Une fois le texte final rédigé, il appartiendra aux États membres de publier des lignes directrices ou des règles spécifiques concernant les normes plus détaillées à suivre. En effet, le débat se poursuit entre le Parlement et le Conseil sur ce que la proportionnalité des mesures impliquerait en pratique.
La Commission européenne pourrait également être habilitée à édicter des règles plus spécifiques sur ces mesures, au moins pour certains secteurs numériques, bien que, comme mentionné précédemment, l'étendue de ces pouvoirs fasse encore l'objet de discussions.

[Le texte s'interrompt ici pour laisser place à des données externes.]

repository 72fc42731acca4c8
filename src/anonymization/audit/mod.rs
//! Audit logging module
//!
//! Provides structured audit logging for anonymization operations.

pub mod logger;

pub use logger::AuditLogger;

La Commission et les États membres pourront également procéder à des évaluations coordonnées des risques que présentent certains produits ou services.
En reprenant les possibilités existantes de la loi sur la cybersécurité, les États membres et l'UE pourront par ailleurs imposer l’utilisation d’une certification spécifique dans certains secteurs pour certains produits, services ou processus, afin de prouver ou d'assurer la conformité avec la norme NIS-2. À ce stade, toutefois, aucun système de certification de l'UE n'a été entièrement mis en place, rendant impossible toute contrainte. Trois systèmes sont en cours de développement: sur les critères communs (produits), le Cloud Computing et la 5G. Avant que ces systèmes volontaires ne soient rendus obligatoires, les parties prenantes et les États membres seront largement consultés sur les conséquences, les délais et les coûts possibles et sur les alternatives disponibles à ces certifications obligatoires.

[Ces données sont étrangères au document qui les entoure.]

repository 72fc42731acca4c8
//! Given-name dictionary with gender

use crate::domain::{RedaktError, Result};
use serde::Deserialize;
use std::collections::{BTreeMap, HashMap};
use std::path::Path;

const EMBEDDED_DICTIONARY: &str = include_str!("../../../data/cz_names.v1.json");

/// Grammatical gender of a given name
#[derive(Debug, Clone, Copy, PartialEq, Eq, Hash)]
pub enum Gender {
    Male,
    Female,
    /// Used for both genders, or unknown
    Unisex,
}

impl Gender {
    fn from_key(key: &str) -> Option<Self> {
        match key.trim().to_ascii_uppercase().as_str() {
            "M" | "MALE" => Some(Self::Male),
            "F" | "FEMALE" => Some(Self::Female),
            "U" | "UNISEX" => Some(Self::Unisex),
            _ => None,
        }
    }

    /// Whether a name of this gender may pair with a surname of `other` gender
    pub fn agrees_with(&self, other: Gender) -> bool {
        *self == Gender::Unisex || other == Gender::Unisex || *self == other
    }
}

#[derive(Debug, Deserialize)]
#[serde(untagged)]
enum DictionaryFile {
    Grouped {
        firstnames: BTreeMap<String, Vec<String>>,
    },
    Split {
        #[serde(default)]
        male: Vec<String>,
        #[serde(default)]
        female: Vec<String>,
    },
    Plain(Vec<String>),
}

/// Lookup of given names by exact (lowercase) and diacritic-free forms
#[derive(Debug, Clone, Default)]
pub struct NameDictionary {
    exact: HashMap<String, (String, Gender)>,
    folded: HashMap<String, (String, Gender)>,
}

impl NameDictionary {
    pub fn empty() -> Self {
        Self::default()
    }

    /// Dictionary bundled with the crate
    pub fn embedded() -> Result<Self> {
        Self::from_json(EMBEDDED_DICTIONARY)
    }

    pub fn from_file<P: AsRef<Path>>(path: P) -> Result<Self> {
        let content = std::fs::read_to_string(path.as_ref()).map_err(|e| {
            RedaktError::Dictionary(format!("{}: {e}", path.as_ref().display()))
        })?;
        Self::from_json(&content)
    }

    /// Parse any of the supported JSON layouts
    pub fn from_json(content: &str) -> Result<Self> {
        let file: DictionaryFile = serde_json::from_str(content)
            .map_err(|e| RedaktError::Dictionary(format!("invalid dictionary JSON: {e}")))?;

        let mut dictionary = Self::empty();
        match file {
            DictionaryFile::Grouped { firstnames } => {
                for (key, names) in firstnames {
                    let Some(gender) = Gender::from_key(&key) else {
                        tracing::warn!(key = %key, "Skipping unknown gender group in name dictionary");
                        continue;
                    };
                    for name in names {
                        dictionary.insert(&name, gender);
                    }
                }
            }
            DictionaryFile::Split { male, female } => {
                for name in male {
                    dictionary.insert(&name, Gender::Male);
                }
                for name in female {
                    dictionary.insert(&name, Gender::Female);
                }
            }
            DictionaryFile::Plain(names) => {
                for name in names {
                    dictionary.insert(&name, Gender::Unisex);
                }
            }
        }

        Ok(dictionary)
    }

    /// Load the configured dictionary, or the embedded one when no path is set.
    ///
    /// An unreadable configured dictionary is not fatal: a warning is logged
    /// and an empty dictionary is returned, leaving only the context-based
    /// person recognizers active.
    pub fn load(path: Option<&Path>) -> Self {
        let loaded = match path {
            Some(path) => Self::from_file(path),
            None => Self::embedded(),
        };
        match loaded {
            Ok(dictionary) => {
                tracing::debug!(names = dictionary.len(), "Name dictionary loaded");
                dictionary
            }
            Err(e) => {
                tracing::warn!(
                    error = %e,
                    "Name dictionary unavailable, person recognition limited to titled, honorific and maiden-name mentions"
                );
                Self::empty()
            }
        }
    }

    /// Add a name; a name listed under several genders becomes unisex
    pub fn insert(&mut self, name: &str, gender: Gender) {
        let name = name.trim();
        if name.is_empty() {
            return;
        }
        let lower = name.to_lowercase();
        let gender = match self.exact.get(&lower) {
            Some((_, existing)) if *existing != gender => Gender::Unisex,
            _ => gender,
        };
        self.folded.insert(fold(&lower), (name.to_string(), gender));
        self.exact.insert(lower, (name.to_string(), gender));
    }

    /// Gender of `name`, matching the exact form first and then without diacritics
    pub fn gender(&self, name: &str) -> Option<Gender> {
        self.lookup(name).map(|(_, g)| g)
    }

    /// Dictionary spelling of `name`
    pub fn canonical(&self, name: &str) -> Option<&str> {
        self.lookup(name).map(|(n, _)| n)
    }

    pub fn contains(&self, name: &str) -> bool {
        self.lookup(name).is_some()
    }

    fn lookup(&self, name: &str) -> Option<(&str, Gender)> {
        let lower = name.trim().to_lowercase();
        self.exact
            .get(&lower)
            .or_else(|| self.folded.get(&fold(&lower)))
            .map(|(n, g)| (n.as_str(), *g))
    }

    pub fn len(&self) -> usize {
        self.exact.len()
    }

    pub fn is_empty(&self) -> bool {
        self.exact.is_empty()
    }
}

/// Lowercase and strip Czech diacritics
pub fn fold(s: &str) -> String {
    s.chars()
        .flat_map(char::to_lowercase)
        .map(|c| match c {
            'á' => 'a',
            'č' => 'c',
            'ď' => 'd',
            'é' | 'ě' => 'e',
            'í' => 'i',
            'ň' => 'n',
            'ó' | 'ö' => 'o',
            'ř' => 'r',
            'š' => 's',
            'ť' => 't',
            'ú' | 'ů' | 'ü' => 'u',
            'ý' => 'y',
            'ž' => 'z',
            'ä' => 'a',
            'ľ' | 'ĺ' => 'l',
            'ŕ' => 'r',
            'ô' => 'o',
            other => other,
        })
        .collect()
}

En outre, les entités devront notifier les incidents de cybersécurité majeurs (mais pas les menaces, comme la Commission l'avait initialement proposé). Les seuils de ce que l'on entend par « incident majeur » n'ont pas (encore) été définis. Il est toutefois clair que les entités devront notifier les incidents le plus vite possible, puis rédiger un rapport plus conséquent, suivi d'un rapport final, soit un mois après l'incident, soit lorsque celui-ci aura été clos.
4. Quelles seront les sanctions?
Les États membres devront désigner des autorités compétentes et leur donner le pouvoir de mener des inspections, d'exiger des audits (ciblés) ou des analyses de sécurité et de demander des informations, afin de s'assurer que les entités respectent toutes ces obligations. Les entités essentielles seront soumises à une surveillance plus stricte (ce qui inclus la possibilité d'effectuer des audits réguliers ou de demander des preuves de la mise en œuvre des obligations).
Les autorités devraient également être habilitées à émettre des avertissements et des instructions contraignantes. Si les entités ne s'y conforment pas, les autorités devraient pouvoir imposer des délais, révoquer les certifications et imposer des amendes ou des pénalités administratives. Ces amendes devraient toutefois toujours être dissuasives, efficaces et proportionnées. Les États membres devraient fixer le montant maximal des amendes, mais le Parlement et le Conseil ne sont toujours pas d'accord sur le montant exact. Il s'agira, en tout état de cause, d'un maximum de 2 millions d'euros ou de 1% du chiffre d'affaires mondial. Les colégislateurs ont toutefois convenus que les autorités ne devraient pas avoir l’autorisation de faire des déclarations publiques identifiant les personnes responsables de non-conformités.
Pour tous les détails de ces dispositions, voir les articles 28 à 34.
En conclusion, la directive NIS-2 est en bonne voie et de nombreuses décisions seront prises quant à la structure de base européenne au cours des deux prochaines semaines. Il appartiendra ensuite aux États membres de concrétiser les obligations, et, s'ils le souhaitent, d'aller au-delà. L’objectif est de s'appuyer sur la directive NIS-1 et d'étendre l’assise préparée au cours des trois dernières années. D'ici là, n’hésitez pas à déjà commencer à améliorer les mesures de cybersécurité de base ou étendues de votre organisation. Aucun de ces efforts ne sera un investissement vain.